After developing long-term relationships with many Taiwanese people, I would often ask my classmates and community members what they would do should an invasion occur. What surprised me the most from their responses was not that it was usually some variation of “flee,” but instead the vagueness of their plans (To where? With what? How?). It was apparent that most people have not thought seriously about the problem. Likewise, the government has seemingly abdicated responsibility on civil defense and societal resilience, instead relying on civil society. In my interactions with these organizations, I found them to be highly professional, detailed, and thoroughly prepared. But the issue with this is that these organizations lack legal authority to organize society. Certainly, there are leaders in this field doing excellent work—work focusing on disaster and casualty management, preparing community centers, and raising the consciousness of individuals—but should an invasion occur, they simply are not equipped to help maintain order in Taiwanese society. 

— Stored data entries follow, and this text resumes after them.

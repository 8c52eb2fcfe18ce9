//! Visiting order for the currently visible targets.

mod grid;
mod solver;

use std::collections::BTreeMap;
use std::sync::Arc;
use std::time::Instant;

use thiserror::Error;

pub use grid::GridMapping;
pub use solver::{
    AutoSolver, DistanceMatrix, ExactSolver, HeuristicSolver, Solver, Tour, TravelCost,
};

use crate::angle::AzEl;
use crate::catalog::TargetCatalog;
use crate::mount::MountController;
use crate::target::{PositionSource, Target, TargetError};

#[derive(Debug, Error)]
pub enum PlanError {
    #[error("no targets in path")]
    EmptyPath,
    #[error(transparent)]
    Target(#[from] TargetError),
}

/// Mechanical travel in radians.
impl TravelCost for MountController {
    fn travel(&self, from: &AzEl, to: &AzEl) -> f64 {
        self.distance(from, to).to_radians()
    }
}

/// Something that yields targets in visiting order.
pub trait PathStrategy: Send {
    /// Ordered targets and the path length in radians.
    fn find_optimal_path(&mut self, refresh: bool) -> Result<(Vec<Target>, f64), PlanError>;

    /// Targets one at a time. Fails with [`PlanError::EmptyPath`] when
    /// nothing is visible.
    fn route(&mut self) -> Result<Box<dyn Iterator<Item = Target> + '_>, PlanError>;
}

pub struct RoutePlanner {
    catalog: Arc<dyn TargetCatalog>,
    categories: Vec<String>,
    names: Vec<String>,
    start: Arc<dyn PositionSource>,
    cost: Arc<dyn TravelCost>,
    solver: Box<dyn Solver>,
    el_cutoff: f64,
    max_batch: usize,
    targets: BTreeMap<String, Target>,
}

impl RoutePlanner {
    /// `start` is the mount's own position, `cost` the travel between two
    /// poses. The cutoff is clamped to [0, 90] and the batch size to at
    /// least 1.
    pub fn new(
        catalog: Arc<dyn TargetCatalog>,
        start: Arc<dyn PositionSource>,
        cost: Arc<dyn TravelCost>,
        el_cutoff: f64,
        max_batch: usize,
    ) -> Self {
        Self {
            catalog,
            categories: Vec::new(),
            names: Vec::new(),
            start,
            cost,
            solver: Box::new(AutoSolver::default()),
            el_cutoff: el_cutoff.clamp(0.0, 90.0),
            max_batch: max_batch.max(1),
            targets: BTreeMap::new(),
        }
    }

    pub fn with_categories(mut self, categories: Vec<String>) -> Self {
        self.categories = categories;
        self
    }

    pub fn with_names(mut self, names: Vec<String>) -> Self {
        self.names = names;
        self
    }

    pub fn with_solver(mut self, solver: Box<dyn Solver>) -> Self {
        self.solver = solver;
        self
    }

    pub fn el_cutoff(&self) -> f64 {
        self.el_cutoff
    }

    pub fn max_batch(&self) -> usize {
        self.max_batch
    }

    /// Reloads every category and named target.
    pub fn refresh(&mut self) -> Result<(), PlanError> {
        self.targets.clear();
        for category in self.categories.iter().filter(|c| !c.is_empty()) {
            for target in self.catalog.load_category(category, self.el_cutoff)? {
                self.targets.insert(target.name().to_string(), target);
            }
        }
        for name in self.names.iter().filter(|n| !n.is_empty()) {
            let target = self.catalog.load_target(name)?;
            self.targets.insert(name.clone(), target);
        }
        Ok(())
    }

    /// Loaded targets at or above the cutoff.
    pub fn visible(&self) -> Vec<Target> {
        self.filter_el(self.targets.values().cloned())
    }

    fn filter_el(&self, targets: impl IntoIterator<Item = Target>) -> Vec<Target> {
        targets
            .into_iter()
            .filter(|t| t.position().elevation() >= self.el_cutoff)
            .collect()
    }

    /// Short open path over `nodes`, starting from the mount's position.
    /// Returns indices into `nodes` and the length, the leg from the start
    /// excluded.
    pub fn solve(&self, nodes: &[Target]) -> Result<(Vec<usize>, f64), PlanError> {
        if nodes.is_empty() {
            return Ok((Vec::new(), 0.0));
        }
        let start = self.start.compute()?;

        let mut points = Vec::with_capacity(nodes.len() + 1);
        points.push(start);
        points.extend(nodes.iter().map(Target::position));
        let matrix = DistanceMatrix::build(&points, self.cost.as_ref());

        // matrix ids: 0 is the start, node k is k + 1
        let mut order: Vec<usize> = (1..points.len()).collect();
        order.sort_by(|&a, &b| points[a].azimuth().total_cmp(&points[b].azimuth()));
        let closest = order
            .iter()
            .enumerate()
            .map(|(k, &id)| (k, matrix.get(0, id)))
            .fold((0, f64::INFINITY), |acc, cur| if cur.1 < acc.1 { cur } else { acc })
            .0;
        order.rotate_left(closest);
        order.insert(0, 0);

        let path = self.find_optimal(&matrix, order);
        let length = matrix.path_length(&path);
        Ok((path.into_iter().map(|id| id - 1).collect(), length))
    }

    fn find_optimal(&self, matrix: &DistanceMatrix, order: Vec<usize>) -> Vec<usize> {
        if order.len() <= self.max_batch {
            return self.solver.solve(matrix, &order).order.split_off(1);
        }

        let mut path = Vec::with_capacity(order.len());
        let mut anchor: Option<usize> = None;
        for mut batch in partition(order, self.max_batch) {
            if let Some(anchor) = anchor {
                batch.insert(0, anchor);
            }
            let solved = self.solver.solve(matrix, &batch).order;
            anchor = solved.last().copied();
            path.extend_from_slice(&solved[1..]);
        }
        path
    }
}

/// Bisects until every part has at most `max` elements.
fn partition(list: Vec<usize>, max: usize) -> Vec<Vec<usize>> {
    if list.len() <= max {
        return vec![list];
    }
    let mut left = list;
    let right = left.split_off(left.len() / 2);
    let mut parts = partition(left, max);
    parts.extend(partition(right, max));
    parts
}

impl PathStrategy for RoutePlanner {
    fn find_optimal_path(&mut self, refresh: bool) -> Result<(Vec<Target>, f64), PlanError> {
        if refresh || self.targets.is_empty() {
            self.refresh()?;
        }
        let visible = self.visible();
        let t0 = Instant::now();
        let (path, length) = self.solve(&visible)?;
        log::info!("Path finding took {:.3} ms", t0.elapsed().as_secs_f64() * 1e3);
        let ordered: Vec<Target> = path.into_iter().map(|i| visible[i].clone()).collect();
        log::debug!(
            "Path: {:?}",
            ordered.iter().map(Target::name).collect::<Vec<_>>()
        );
        log::debug!(
            "Path length: {:.3} rad ({:.1} deg)",
            length,
            length.to_degrees()
        );
        Ok((ordered, length))
    }

    fn route(&mut self) -> Result<Box<dyn Iterator<Item = Target> + '_>, PlanError> {
        self.refresh()?;
        let pending: Vec<Target> = self.targets.values().cloned().collect();
        if self.filter_el(pending.iter().cloned()).is_empty() {
            return Err(PlanError::EmptyPath);
        }
        Ok(Box::new(Route {
            planner: self,
            pending,
        }))
    }
}

/// Re-plans over the remaining targets before every step, so each yielded
/// target is the best next one from where the mount is now.
pub struct Route<'a> {
    planner: &'a RoutePlanner,
    pending: Vec<Target>,
}

impl Iterator for Route<'_> {
    type Item = Target;

    fn next(&mut self) -> Option<Target> {
        self.pending.retain_mut(|t| match t.compute() {
            Ok(_) => true,
            Err(e) => {
                log::warn!("Dropping {} from path: {}", t.name(), e);
                false
            }
        });
        let visible = self.planner.filter_el(self.pending.iter().cloned());

        let t0 = Instant::now();
        let path = match self.planner.solve(&visible) {
            Ok((path, _)) => path,
            Err(e) => {
                log::error!("Path finding failed: {}", e);
                self.pending.clear();
                return None;
            }
        };
        let Some(&first) = path.first() else {
            self.pending.clear();
            return None;
        };
        log::info!("Path finding took {:.3} ms", t0.elapsed().as_secs_f64() * 1e3);
        log::debug!(
            "Path: {:?}",
            path.iter().map(|&i| visible[i].name()).collect::<Vec<_>>()
        );

        let next = visible[first].clone();
        self.pending.retain(|t| t.name() != next.name());
        Some(next)
    }
}

#[cfg(test)]
mod tests {
    use super::*;
    use crate::target::FixedPosition;
    use std::collections::HashSet;

    /// Azimuth-only travel on a circle.
    struct Circle;

    impl TravelCost for Circle {
        fn travel(&self, from: &AzEl, to: &AzEl) -> f64 {
            let d = (from.azimuth() - to.azimuth()).abs();
            d.min(360.0 - d).to_radians()
        }
    }

    struct Fixed(Vec<Target>);

    impl TargetCatalog for Fixed {
        fn load_category(&self, _category: &str, _el: f64) -> Result<Vec<Target>, TargetError> {
            Ok(self.0.clone())
        }

        fn load_target(&self, name: &str) -> Result<Target, TargetError> {
            self.0
                .iter()
                .find(|t| t.name() == name)
                .cloned()
                .ok_or_else(|| TargetError::UnknownTarget(name.to_string()))
        }
    }

    fn planner(targets: Vec<Target>, el_cutoff: f64, batch: usize) -> RoutePlanner {
        RoutePlanner::new(
            Arc::new(Fixed(targets)),
            Arc::new(FixedPosition(AzEl::new(0.0, 45.0))),
            Arc::new(Circle),
            el_cutoff,
            batch,
        )
        .with_categories(vec!["ALL".into()])
    }

    fn at(name: &str, az: f64, el: f64) -> Target {
        Target::fixed(name, AzEl::new(az, el))
    }

    #[test]
    fn visits_every_target_once_without_anchor() {
        let targets = vec![at("A", 10.0, 30.0), at("B", 350.0, 30.0), at("C", 180.0, 30.0)];
        let mut p = planner(targets, 10.0, 5);
        let (path, length) = p.find_optimal_path(true).unwrap();
        let names: Vec<&str> = path.iter().map(Target::name).collect();
        assert_eq!(names.len(), 3);
        assert_eq!(names.iter().collect::<HashSet<_>>().len(), 3);
        assert!(length >= 0.0);
    }

    #[test]
    fn batches_stitch_without_loss_or_duplicates() {
        let targets = vec![
            at("A", 10.0, 30.0),
            at("B", 100.0, 30.0),
            at("C", 200.0, 30.0),
            at("D", 300.0, 30.0),
        ];
        for batch in [1, 2, 3] {
            let mut p = planner(targets.clone(), 0.0, batch);
            let (path, _) = p.find_optimal_path(true).unwrap();
            let mut names: Vec<&str> = path.iter().map(Target::name).collect();
            names.sort();
            assert_eq!(names, vec!["A", "B", "C", "D"], "batch size {}", batch);
        }
    }

    #[test]
    fn starts_near_the_mount() {
        let targets = vec![at("far", 180.0, 30.0), at("near", 5.0, 30.0), at("mid", 90.0, 30.0)];
        let mut p = planner(targets, 0.0, 5);
        let (path, length) = p.find_optimal_path(true).unwrap();
        let names: Vec<&str> = path.iter().map(Target::name).collect();
        assert_eq!(names, vec!["near", "mid", "far"]);
        approx::assert_abs_diff_eq!(length, 175f64.to_radians(), epsilon = 1e-9);
    }

    #[test]
    fn partition_bisects() {
        assert_eq!(partition(vec![0, 1, 2, 3, 4], 2), vec![vec![0, 1], vec![2], vec![3, 4]]);
        assert_eq!(partition(vec![0, 1, 2], 3), vec![vec![0, 1, 2]]);
    }

    #[test]
    fn route_yields_each_target_once() {
        let targets = vec![
            at("A", 10.0, 30.0),
            at("B", 120.0, 30.0),
            at("C", 240.0, 30.0),
            at("low", 50.0, 2.0),
        ];
        let mut p = planner(targets, 10.0, 5);
        let names: Vec<String> = p.route().unwrap().map(|t| t.name().to_string()).collect();
        assert_eq!(names.len(), 3);
        assert!(!names.contains(&"low".to_string()));
    }

    #[test]
    fn nothing_above_cutoff_is_an_empty_path() {
        let targets = vec![at("A", 10.0, 5.0), at("B", 120.0, 8.0)];
        let mut p = planner(targets, 90.0, 5);
        assert!(matches!(p.route().err(), Some(PlanError::EmptyPath)));
        let (path, length) = p.find_optimal_path(false).unwrap();
        assert!(path.is_empty());
        assert_eq!(length, 0.0);
    }

    #[test]
    fn settings_are_clamped() {
        let p = planner(Vec::new(), 120.0, 0);
        assert_eq!(p.el_cutoff(), 90.0);
        assert_eq!(p.max_batch(), 1);
    }
}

Through their hard work and ingenuity, the people of Taiwan have built a wonderful society—a democratic and open society, and one that plays a key role in the global economy.  Taiwan was the first society in East Asia to legalize gay marriage, serving as a model of tolerance in the region. Likewise, its democratic society is rated as one of the freest in the region, according to Freedom House. There are many people who are staunchly opposed to unification with China, and will remain so for the foreseeable future. US policymakers must continue to emphasize shared democratic values, and work with the Taiwanese to continue to preserve Taiwan’s de facto independent status. The society the Taiwanese have built is worth upholding and defending—and I hope that most Taiwanese would agree with me. 

The main point: Taiwan’s relationship with China will continue to have linguistic, cultural, and historical ties that will continue to appeal to a certain subset of Taiwan’s population. These ties will continue to present a challenge to US policymakers as they formulate a Taiwan policy. A broad, pro-American stance is not something that US policymakers should take for granted. 


[1] Ku Ming-chun (古明君) , “Accessibility and Friction: The Mobile Politics of Taiwan’s Mazu Pilgrimages across the Taiwan Strait” (可及與摩擦 : 台灣媽祖進香團跨海峽進香的移動政治 ), Taiwan Society Studies, No. 45, June 2023, pp. 107-150. 

[2] Lin, Oscar. “Taiwan Food Security Situation Overview,” United States Department of Agriculture, Foreign Agricultural Service. June 19, 2024.